A recent flurry of company succession reviews has led to discussions about previous director decisions in relation to excess company cash.
I understand that owner managers of private companies with cash in excess of working capital or growth needs, do not always wish to extract the value in full but are equally reluctant to leave it in the bank with today's dismal interest rates. Choosing alternative investments to provide a better return can seem like a sensible commercial decision, but the negative impact upon various capital tax-based reliefs can outweigh the returns to a significant degree.
When tax professionals talk of capital tax-based reliefs, they generally mean those associated with assets on sale, gift or death which can mitigate tax charges or attract the lowest rates of tax . Whether or not a company is trading or holds investment assets, becomes an important area of review at these trigger points in particular.
Our tax legislation unhelpfully does not provide a common definition of trading companies and as is the nature of our evolving tax law, uncertainty over future changes is a further risk. Whilst this article focuses on the shareholder and capital tax-based reliefs, trading status can impact a number of other areas of tax legislation.
To provide some context for shareholders of private trading companies, I have identified a number of common examples:
- A trading company owning an investment property.
- For larger private trading companies, this may not impact the trading status for Business Asset Disposal Relief or Business Property Relief, but should still be considered.
- Dependent upon your shareholding percentage, a restriction can be placed on the availability on Gift Relief (perhaps when transferring shares to the next generation), generally creating a tax charge on direct transfer. Gift Relief associated with trusts are not impacted by this restriction.

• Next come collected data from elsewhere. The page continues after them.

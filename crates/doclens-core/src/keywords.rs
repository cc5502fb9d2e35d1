//! Keyword and entity extraction.
//!
//! Delegates span recognition to an [`NlpEngine`] collaborator and folds
//! the reported spans into a lowercase, deduplicated set. Engine
//! availability is an explicit value decided once at startup: a pipeline
//! built without an engine runs in degraded mode and returns empty sets
//! instead of failing.

use std::sync::Arc;

use crate::types::KeywordSet;

/// Spans an NLP engine reports over one text.
#[derive(Debug, Clone, Default)]
pub struct Annotations {
    /// Noun-phrase surface texts, in document order.
    pub noun_phrases: Vec<String>,
    /// Named-entity surface texts, in document order.
    pub entities: Vec<String>,
}

/// Phrase and entity recognition over plain text.
///
/// Implementations must be read-only after construction; one handle is
/// shared by every in-flight request.
pub trait NlpEngine: Send + Sync {
    /// Report noun-phrase and named-entity spans found in `text`.
    fn annotate(&self, text: &str) -> Annotations;
}

/// Keyword extractor with explicit engine availability.
#[derive(Clone)]
pub struct KeywordExtractor {
    engine: Option<Arc<dyn NlpEngine>>,
}

impl KeywordExtractor {
    /// Extractor backed by an engine.
    pub fn new(engine: Arc<dyn NlpEngine>) -> Self {
        Self {
            engine: Some(engine),
        }
    }

    /// Degraded-mode extractor: every extraction returns an empty set.
    pub fn disabled() -> Self {
        Self { engine: None }
    }

    /// Build from an optional engine handle, as produced at startup.
    pub fn from_engine(engine: Option<Arc<dyn NlpEngine>>) -> Self {
        Self { engine }
    }

    /// Whether an engine is attached.
    pub fn is_available(&self) -> bool {
        self.engine.is_some()
    }

    /// Lowercase, deduplicated keyword spans for `text`.
    ///
    /// Returns an empty set immediately when no engine is attached or the
    /// text is empty; neither is an error.
    pub fn extract(&self, text: &str) -> KeywordSet {
        let mut keywords = KeywordSet::new();

        let Some(engine) = &self.engine else {
            return keywords;
        };
        if text.is_empty() {
            return keywords;
        }

        let annotations = engine.annotate(text);
        for span in annotations
            .noun_phrases
            .into_iter()
            .chain(annotations.entities)
        {
            keywords.insert(span.to_lowercase());
        }

        keywords
    }
}

#[cfg(test)]
mod tests {
    use super::*;

    struct FixedEngine {
        annotations: Annotations,
    }

    impl NlpEngine for FixedEngine {
        fn annotate(&self, _text: &str) -> Annotations {
            self.annotations.clone()
        }
    }

    fn engine_with(noun_phrases: &[&str], entities: &[&str]) -> Arc<dyn NlpEngine> {
        Arc::new(FixedEngine {
            annotations: Annotations {
                noun_phrases: noun_phrases.iter().map(|s| s.to_string()).collect(),
                entities: entities.iter().map(|s| s.to_string()).collect(),
            },
        })
    }

    #[test]
    fn test_disabled_extractor_returns_empty_set() {
        let extractor = KeywordExtractor::disabled();
        assert!(!extractor.is_available());
        assert!(extractor.extract("Plenty of text here.").is_empty());
    }

    #[test]
    fn test_empty_text_returns_empty_set_even_with_engine() {
        let extractor = KeywordExtractor::new(engine_with(&["something"], &[]));
        assert!(extractor.extract("").is_empty());
    }

    #[test]
    fn test_spans_are_lowercased_and_deduplicated() {
        let extractor =
            KeywordExtractor::new(engine_with(&["Machine Learning", "SQL"], &["machine learning"]));

        let keywords = extractor.extract("whatever");
        let collected: Vec<&str> = keywords.iter().map(String::as_str).collect();
        assert_eq!(collected, vec!["machine learning", "sql"]);
    }

    #[test]
    fn test_noun_phrases_and_entities_both_collected() {
        let extractor = KeywordExtractor::new(engine_with(&["skills"], &["John Doe"]));

        let keywords = extractor.extract("whatever");
        assert!(keywords.contains("skills"));
        assert!(keywords.contains("john doe"));
        assert_eq!(keywords.len(), 2);
    }

    #[test]
    fn test_from_engine_none_is_degraded() {
        let extractor = KeywordExtractor::from_engine(None);
        assert!(!extractor.is_available());
    }
}
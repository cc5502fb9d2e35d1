//! Pipeline configuration.

use serde::{Deserialize, Serialize};

/// Tunable pipeline defaults.
#[derive(Debug, Clone, Serialize, Deserialize)]
#[serde(default)]
pub struct PipelineConfig {
    /// Sentences kept in the summary lead window when the caller does not
    /// say otherwise.
    pub default_max_sentences: i64,
}

impl Default for PipelineConfig {
    fn default() -> Self {
        Self {
            default_max_sentences: 3,
        }
    }
}
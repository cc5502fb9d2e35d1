//! PDF text extraction using pdf-extract.

use crate::error::{ExtractError, ExtractResult};
use crate::types::{ExtractedContent, Modality};
use crate::Extractor;
use async_trait::async_trait;
use tracing::error;

/// PDF text extractor backed by the pdf-extract library.
///
/// Concatenates the text of every page in page order, wrapping the
/// synchronous pdf-extract call in `spawn_blocking` to keep the async
/// runtime responsive.
#[derive(Debug, Clone, Copy, Default)]
pub struct PdfExtractor;

impl PdfExtractor {
    /// Create a new PDF extractor.
    pub fn new() -> Self {
        Self
    }
}

#[async_trait]
impl Extractor for PdfExtractor {
    async fn extract(&self, content: &[u8]) -> ExtractResult<ExtractedContent> {
        let content = content.to_vec();

        let text = tokio::task::spawn_blocking(move || {
            pdf_extract::extract_text_from_mem(&content)
        })
        .await
        .map_err(|err| {
            error!("PDF extraction task failed: {err}");
            ExtractError::Pdf
        })?
        .map_err(|err| {
            error!("PDF extraction error: {err}");
            ExtractError::Pdf
        })?;

        Ok(ExtractedContent::new(
            text.trim().to_string(),
            Modality::Pdf,
        ))
    }

    fn supported_types(&self) -> &[&str] {
        // Browsers commonly submit PDFs as octet-stream; treat both as PDF.
        &["application/pdf", "application/octet-stream"]
    }

    fn name(&self) -> &str {
        "pdf-extract"
    }
}
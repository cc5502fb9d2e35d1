//! Route definitions for the REST API.

mod documents;
mod health;

use axum::{
    routing::{get, post},
    Router,
};

use crate::state::AppState;

/// Create the main application router.
pub fn create_router(state: AppState) -> Router {
    Router::new()
        // Health check
        .route("/health", get(health::health_check))
        // Document understanding
        .route("/documents", post(documents::upload_document))
        // Attach state
        .with_state(state)
}

pub use documents::*;
pub use health::*;
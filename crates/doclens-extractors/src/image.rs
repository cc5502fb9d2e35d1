//! Image text extraction: format sniffing, decode, and OCR.

use crate::error::{ExtractError, ExtractResult};
use crate::types::{ExtractedContent, Modality};
use crate::Extractor;
use async_trait::async_trait;
use tracing::error;

/// Image extractor running OCR over decoded raster images.
///
/// Decoding and recognition both happen on the blocking pool; the
/// recognizer receives a grayscale rendition of the upload.
#[derive(Debug, Clone, Copy, Default)]
pub struct ImageExtractor;

impl ImageExtractor {
    /// Create a new image extractor.
    pub fn new() -> Self {
        Self
    }

    /// Detect image format from magic bytes.
    fn detect_format(content: &[u8]) -> ExtractResult<String> {
        if content.len() < 4 {
            error!("image extraction error: content too short to carry a header");
            return Err(ExtractError::Image);
        }

        if content.starts_with(&[0x89, 0x50, 0x4E, 0x47]) {
            Ok("png".to_string())
        } else if content.starts_with(&[0xFF, 0xD8, 0xFF]) {
            Ok("jpeg".to_string())
        } else {
            error!("image extraction error: unrecognized image header");
            Err(ExtractError::Image)
        }
    }

    /// Decode the bytes and run Tesseract over the grayscale image.
    #[cfg(feature = "ocr")]
    async fn recognize(&self, content: &[u8]) -> ExtractResult<String> {
        use rusty_tesseract::{Args, Image};

        let content = content.to_vec();

        tokio::task::spawn_blocking(move || {
            let img = image::load_from_memory(&content)
                .map_err(|err| format!("image decode error: {err}"))?;

            // Grayscale rendition, the input Tesseract handles best.
            let gray = image::DynamicImage::ImageLuma8(img.to_luma8());
            let tess_image = Image::from_dynamic_image(&gray)
                .map_err(|err| format!("tesseract image conversion error: {err}"))?;

            let args = Args::default();
            rusty_tesseract::image_to_string(&tess_image, &args)
                .map_err(|err| format!("tesseract error: {err}"))
        })
        .await
        .map_err(|err| {
            error!("OCR task failed: {err}");
            ExtractError::Image
        })?
        .map_err(|err| {
            error!("image extraction error: {err}");
            ExtractError::Image
        })
    }

    #[cfg(not(feature = "ocr"))]
    async fn recognize(&self, _content: &[u8]) -> ExtractResult<String> {
        error!("image upload received but OCR support is not compiled in");
        Err(ExtractError::Image)
    }
}

#[async_trait]
impl Extractor for ImageExtractor {
    async fn extract(&self, content: &[u8]) -> ExtractResult<ExtractedContent> {
        let format = Self::detect_format(content)?;
        let text = self.recognize(content).await?;

        Ok(ExtractedContent::new(
            text.trim().to_string(),
            Modality::Image { format },
        ))
    }

    fn supported_types(&self) -> &[&str] {
        &["image/png", "image/jpeg"]
    }

    fn name(&self) -> &str {
        "image-ocr"
    }
}

#[cfg(test)]
mod tests {
    use super::*;

    #[test]
    fn test_format_detection_png() {
        let png = vec![0x89, 0x50, 0x4E, 0x47, 0x0D, 0x0A, 0x1A, 0x0A];
        assert_eq!(ImageExtractor::detect_format(&png).unwrap(), "png");
    }

    #[test]
    fn test_format_detection_jpeg() {
        let jpeg = vec![0xFF, 0xD8, 0xFF, 0xE0, 0x00, 0x10, 0x4A, 0x46];
        assert_eq!(ImageExtractor::detect_format(&jpeg).unwrap(), "jpeg");
    }

    #[test]
    fn test_format_detection_unknown() {
        let unknown = vec![0x00, 0x01, 0x02, 0x03, 0x04];
        assert!(matches!(
            ImageExtractor::detect_format(&unknown),
            Err(ExtractError::Image)
        ));
    }

    #[test]
    fn test_format_detection_too_short() {
        let short = vec![0x89, 0x50];
        assert!(ImageExtractor::detect_format(&short).is_err());
    }

    #[tokio::test]
    async fn test_corrupt_image_fails_without_partial_result() {
        // Valid PNG header followed by garbage: the decoder rejects it.
        let mut corrupt = vec![0x89, 0x50, 0x4E, 0x47, 0x0D, 0x0A, 0x1A, 0x0A];
        corrupt.extend_from_slice(b"not actually image data");

        let extractor = ImageExtractor::new();
        let result = extractor.extract(&corrupt).await;
        assert!(matches!(result, Err(ExtractError::Image)));
    }

    #[test]
    fn test_extractor_supports() {
        let extractor = ImageExtractor::new();
        assert!(extractor.supports("image/png"));
        assert!(extractor.supports("image/jpeg"));
        assert!(!extractor.supports("application/pdf"));
        assert!(!extractor.supports("image/webp"));
    }

    #[test]
    fn test_extractor_name() {
        assert_eq!(ImageExtractor::new().name(), "image-ocr");
    }
}
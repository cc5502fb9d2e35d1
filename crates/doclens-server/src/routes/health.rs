//! Health check endpoint.

use axum::{extract::State, Json};
use serde::Serialize;

use crate::error::ApiResult;
use crate::state::AppState;

#[derive(Debug, Serialize)]
pub struct HealthResponse {
    pub status: String,
    pub nlp_available: bool,
    pub version: String,
}

/// Health check endpoint.
/// GET /health
pub async fn health_check(State(state): State<AppState>) -> ApiResult<Json<HealthResponse>> {
    Ok(Json(HealthResponse {
        status: "healthy".to_string(),
        nlp_available: state.nlp_available(),
        version: env!("CARGO_PKG_VERSION").to_string(),
    }))
}
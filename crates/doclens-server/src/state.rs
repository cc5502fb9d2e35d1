//! Server state management.

use std::sync::Arc;

use doclens_core::{DocumentPipeline, PipelineConfig};

/// Shared application state.
///
/// The pipeline is read-only after startup; cloning the state shares one
/// pipeline across every in-flight request.
#[derive(Clone)]
pub struct AppState {
    pub pipeline: Arc<DocumentPipeline>,
    pub config: PipelineConfig,
}

impl AppState {
    /// Create application state around a built pipeline.
    pub fn new(pipeline: DocumentPipeline, config: PipelineConfig) -> Self {
        Self {
            pipeline: Arc::new(pipeline),
            config,
        }
    }

    /// Whether keyword extraction has an NLP engine attached.
    pub fn nlp_available(&self) -> bool {
        self.pipeline.nlp_available()
    }
}
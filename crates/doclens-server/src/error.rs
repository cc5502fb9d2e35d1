//! Error handling for the REST API server.

use axum::{
    http::StatusCode,
    response::{IntoResponse, Response},
    Json,
};
use doclens_core::PipelineError;
use doclens_extractors::ExtractError;
use serde::Serialize;
use std::fmt;

/// API error type.
#[derive(Debug)]
pub struct ApiError {
    pub status: StatusCode,
    pub code: String,
    pub message: String,
}

impl ApiError {
    pub fn new(status: StatusCode, code: impl Into<String>, message: impl Into<String>) -> Self {
        Self {
            status,
            code: code.into(),
            message: message.into(),
        }
    }

    // Common error constructors
    pub fn bad_request(message: impl Into<String>) -> Self {
        Self::new(StatusCode::BAD_REQUEST, "BAD_REQUEST", message)
    }

    pub fn unsupported_media_type(message: impl Into<String>) -> Self {
        Self::new(
            StatusCode::UNSUPPORTED_MEDIA_TYPE,
            "UNSUPPORTED_MEDIA_TYPE",
            message,
        )
    }
}

impl fmt::Display for ApiError {
    fn fmt(&self, f: &mut fmt::Formatter<'_>) -> fmt::Result {
        write!(f, "[{}] {}: {}", self.status, self.code, self.message)
    }
}

impl std::error::Error for ApiError {}

/// Error response body.
#[derive(Debug, Serialize)]
pub struct ErrorResponse {
    pub error: ErrorBody,
}

#[derive(Debug, Serialize)]
pub struct ErrorBody {
    pub code: String,
    pub message: String,
}

impl IntoResponse for ApiError {
    fn into_response(self) -> Response {
        let body = ErrorResponse {
            error: ErrorBody {
                code: self.code,
                message: self.message,
            },
        };

        (self.status, Json(body)).into_response()
    }
}

// Convert from extraction errors: unsupported media is 415, everything
// else extraction-related is a 400 with its sanitized message.
impl From<ExtractError> for ApiError {
    fn from(err: ExtractError) -> Self {
        match err {
            ExtractError::UnsupportedType(_) => Self::unsupported_media_type(err.to_string()),
            _ => Self::new(StatusCode::BAD_REQUEST, "EXTRACTION_FAILED", err.to_string()),
        }
    }
}

impl From<PipelineError> for ApiError {
    fn from(err: PipelineError) -> Self {
        match err {
            PipelineError::Extract(extract) => extract.into(),
        }
    }
}

/// Result type alias for API handlers.
pub type ApiResult<T> = Result<T, ApiError>;
//! Extraction dispatch: routes raw bytes to the extractor for their
//! declared content type.

use std::sync::Arc;

use crate::error::{ExtractError, ExtractResult};
use crate::types::ExtractedContent;
use crate::Extractor;

/// Dispatcher routing uploads to the extractor registered for their
/// declared content type.
///
/// Content types are matched case-insensitively. The rejected type is
/// preserved verbatim in the `UnsupportedType` error so callers can name
/// it in diagnostics.
pub struct ExtractionPipeline {
    extractors: Vec<Arc<dyn Extractor>>,
}

impl ExtractionPipeline {
    /// Create new empty pipeline.
    pub fn new() -> Self {
        Self {
            extractors: Vec::new(),
        }
    }

    /// Create pipeline with all available extractors.
    pub fn with_defaults() -> Self {
        Self {
            extractors: crate::ExtractorFactory::all(),
        }
    }

    /// Add an extractor to the pipeline.
    pub fn add_extractor(mut self, extractor: Arc<dyn Extractor>) -> Self {
        self.extractors.push(extractor);
        self
    }

    /// Extract text using the extractor registered for the content type.
    pub async fn extract(
        &self,
        content: &[u8],
        content_type: &str,
    ) -> ExtractResult<ExtractedContent> {
        let normalized = content_type.to_ascii_lowercase();

        for extractor in &self.extractors {
            if extractor.supports(&normalized) {
                return extractor.extract(content).await;
            }
        }

        Err(ExtractError::UnsupportedType(content_type.to_string()))
    }

    /// Check if the pipeline can handle a given content type.
    pub fn supports(&self, content_type: &str) -> bool {
        let normalized = content_type.to_ascii_lowercase();
        self.extractors.iter().any(|e| e.supports(&normalized))
    }

    /// List all supported content types.
    pub fn supported_types(&self) -> Vec<&str> {
        self.extractors
            .iter()
            .flat_map(|e| e.supported_types().iter().copied())
            .collect()
    }
}

impl Default for ExtractionPipeline {
    fn default() -> Self {
        Self::with_defaults()
    }
}

#[cfg(test)]
mod tests {
    use super::*;

    #[test]
    fn test_pipeline_supports_known_types() {
        let pipeline = ExtractionPipeline::with_defaults();

        #[cfg(feature = "pdf")]
        {
            assert!(pipeline.supports("application/pdf"));
            assert!(pipeline.supports("application/octet-stream"));
        }

        #[cfg(feature = "image")]
        {
            assert!(pipeline.supports("image/png"));
            assert!(pipeline.supports("image/jpeg"));
        }
    }

    #[cfg(feature = "pdf")]
    #[test]
    fn test_pipeline_matching_is_case_insensitive() {
        let pipeline = ExtractionPipeline::with_defaults();
        assert!(pipeline.supports("Application/PDF"));
        assert!(pipeline.supports("APPLICATION/PDF"));
    }

    #[test]
    fn test_pipeline_unsupported_type() {
        let pipeline = ExtractionPipeline::with_defaults();
        assert!(!pipeline.supports("text/plain"));
        assert!(!pipeline.supports("video/mp4"));
    }

    #[tokio::test]
    async fn test_pipeline_rejection_preserves_original_casing() {
        let pipeline = ExtractionPipeline::with_defaults();
        let result = pipeline.extract(b"irrelevant", "Text/Plain").await;

        match result {
            Err(ExtractError::UnsupportedType(ty)) => assert_eq!(ty, "Text/Plain"),
            other => panic!("expected UnsupportedType, got {other:?}"),
        }
    }

    #[cfg(feature = "pdf")]
    #[test]
    fn test_add_extractor_registers_support() {
        let pipeline = ExtractionPipeline::new().add_extractor(crate::ExtractorFactory::pdf());
        assert!(pipeline.supports("application/pdf"));
        assert!(!pipeline.supports("image/png"));
        assert!(pipeline.supported_types().contains(&"application/pdf"));
    }

    #[tokio::test]
    async fn test_empty_pipeline_rejects_everything() {
        let pipeline = ExtractionPipeline::new();
        let result = pipeline.extract(b"test", "application/pdf").await;
        assert!(matches!(result, Err(ExtractError::UnsupportedType(_))));
    }
}
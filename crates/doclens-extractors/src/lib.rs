//! doclens-extractors - Content-type routed text extraction.
//!
//! Provides extractors for PDF and raster-image uploads behind a unified
//! trait-based interface, plus a dispatch pipeline that routes raw bytes
//! to the right extractor by declared content type.
//!
//! # Features
//!
//! - `pdf` (default) - PDF text extraction via pdf-extract
//! - `image` - Image format detection and loading
//! - `ocr` (default) - Image OCR via tesseract (requires tesseract installed)
//!
//! # Example
//!
//! ```ignore
//! use doclens_extractors::ExtractionPipeline;
//!
//! // Route by declared content type
//! let pipeline = ExtractionPipeline::with_defaults();
//! let content = pipeline.extract(&pdf_bytes, "application/pdf").await?;
//! println!("{}", content.text);
//! ```

mod error;
mod factory;
mod pipeline;
mod types;

#[cfg(feature = "pdf")]
mod pdf;

#[cfg(feature = "image")]
pub mod image;

pub use error::{ExtractError, ExtractResult};
pub use factory::ExtractorFactory;
pub use pipeline::ExtractionPipeline;
pub use types::{ExtractedContent, Modality};

#[cfg(feature = "pdf")]
pub use pdf::PdfExtractor;

#[cfg(feature = "image")]
pub use image::ImageExtractor;

use async_trait::async_trait;

/// Core Extractor trait - all text extractors implement this.
#[async_trait]
pub trait Extractor: Send + Sync {
    /// Extract text content from bytes.
    async fn extract(&self, content: &[u8]) -> ExtractResult<ExtractedContent>;

    /// Supported content types for this extractor (lowercase).
    fn supported_types(&self) -> &[&str];

    /// Check if this extractor handles the given content type.
    fn supports(&self, content_type: &str) -> bool {
        self.supported_types().contains(&content_type)
    }

    /// Human-readable name for this extractor.
    fn name(&self) -> &str;
}
//! Category-aware extractive summarization.
//!
//! The summary is a lead window of verbatim sentences prefixed with a
//! lead-in for the detected category. Sentence splitting is heuristic:
//! terminal punctuation followed by whitespace. It will mis-split on
//! abbreviations and decimal numbers; that limitation is accepted.

use crate::classify::classify;
use crate::types::{DocumentType, SummaryResult};

/// Summary returned for empty input text.
pub const EMPTY_TEXT_SUMMARY: &str = "No text to summarize.";

/// Characters of raw text kept when the splitter finds no sentences.
pub const FALLBACK_TRUNCATION_CHARS: usize = 300;

/// Category lead-in prefixed to every summary.
fn preamble(doc_type: DocumentType) -> &'static str {
    match doc_type {
        DocumentType::Resume => "This appears to be a resume highlighting experience and skills.",
        DocumentType::Research => {
            "This looks like a research article summarizing study and findings."
        }
        DocumentType::Receipt => "This is a receipt or invoice showing purchases and totals.",
        DocumentType::MeetingNotes => {
            "These are meeting notes summarizing discussions and decisions."
        }
        DocumentType::Report => {
            "This appears to be a structured report with analysis and conclusions."
        }
        DocumentType::Generic => "This is a general document summarized below.",
    }
}

/// Split text into sentences at terminal punctuation (`.`, `!`, `?`)
/// followed by whitespace.
///
/// Text carrying no terminal punctuation at all yields no sentences, which
/// sends the summarizer down its truncation fallback.
pub fn split_sentences(text: &str) -> Vec<&str> {
    let trimmed = text.trim();
    if trimmed.is_empty() || !trimmed.contains(['.', '!', '?']) {
        return Vec::new();
    }

    let mut sentences = Vec::new();
    let mut start = 0;
    let mut prev_terminal = false;
    let mut chars = trimmed.char_indices().peekable();

    while let Some((i, c)) = chars.next() {
        if prev_terminal && c.is_whitespace() {
            sentences.push(&trimmed[start..i]);

            // Swallow the whole whitespace run.
            let mut next_start = i + c.len_utf8();
            while let Some(&(j, d)) = chars.peek() {
                if !d.is_whitespace() {
                    break;
                }
                chars.next();
                next_start = j + d.len_utf8();
            }

            start = next_start;
            prev_terminal = false;
            continue;
        }

        prev_terminal = matches!(c, '.' | '!' | '?');
    }

    if start < trimmed.len() {
        sentences.push(&trimmed[start..]);
    }

    sentences
}

/// Produce a category-tailored extractive summary of `text`.
///
/// Empty text yields a fixed placeholder with no classification. Text the
/// splitter cannot sentence-split is truncated to
/// [`FALLBACK_TRUNCATION_CHARS`] characters. Otherwise the first
/// `max_sentences` sentences (clamped to what the text has) are joined
/// with single spaces under the category lead-in.
pub fn summarize(text: &str, max_sentences: i64) -> SummaryResult {
    if text.trim().is_empty() {
        return SummaryResult {
            summary: EMPTY_TEXT_SUMMARY.to_string(),
            doc_type: DocumentType::Generic,
        };
    }

    let doc_type = classify(text);
    let sentences = split_sentences(text);

    if sentences.is_empty() {
        let truncated: String = text.chars().take(FALLBACK_TRUNCATION_CHARS).collect();
        return SummaryResult {
            summary: format!("{truncated}..."),
            doc_type,
        };
    }

    let take = max_sentences.clamp(0, sentences.len() as i64) as usize;
    let chosen = sentences[..take].join(" ");

    SummaryResult {
        summary: format!("{}\n\n{}", preamble(doc_type), chosen),
        doc_type,
    }
}
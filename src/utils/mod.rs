/// Shared utilities - platform detection and bounded command execution
pub mod command;
pub mod platform;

- A trading company owning a 20% shareholding in another trading company.
- For Gift Relief and Business Asset Disposal Relief this may not impact the trading status (the latter depending upon your personal shareholding).
- Business Property Relief can be impacted and should be reviewed closely.
- Note interests <10% can have an impact on all capital tax-based reliefs.
- Building up investment activities with one eye on the 50/50 Business Property Relief test.
- The majority of capital tax reliefs look to an 80/20 trading/investment test as a starting point.
- The 50/50 Business Property Relief test could well be aligned with the 80/20 based tax reliefs.
Most tax professionals I have come across do not live to pour water on your commercial ideas. We are largely here to try and understand the future plans for your company and to outline tax risks and opportunities associated with your business strategy.
In my experience, it is more cost effective to take the time to consider your plans with tax professionals before you do them, rather than suffer the cost of undoing them or worse yet not being aware of the impact until it is too late.
Once the areas of risk and opportunities have been identified, this then enables you to make informed decisions which very well may include losing particular tax reliefs!
The content of this article is intended to provide a general guide to the subject matter. Specialist advice should be sought about your specific circumstances.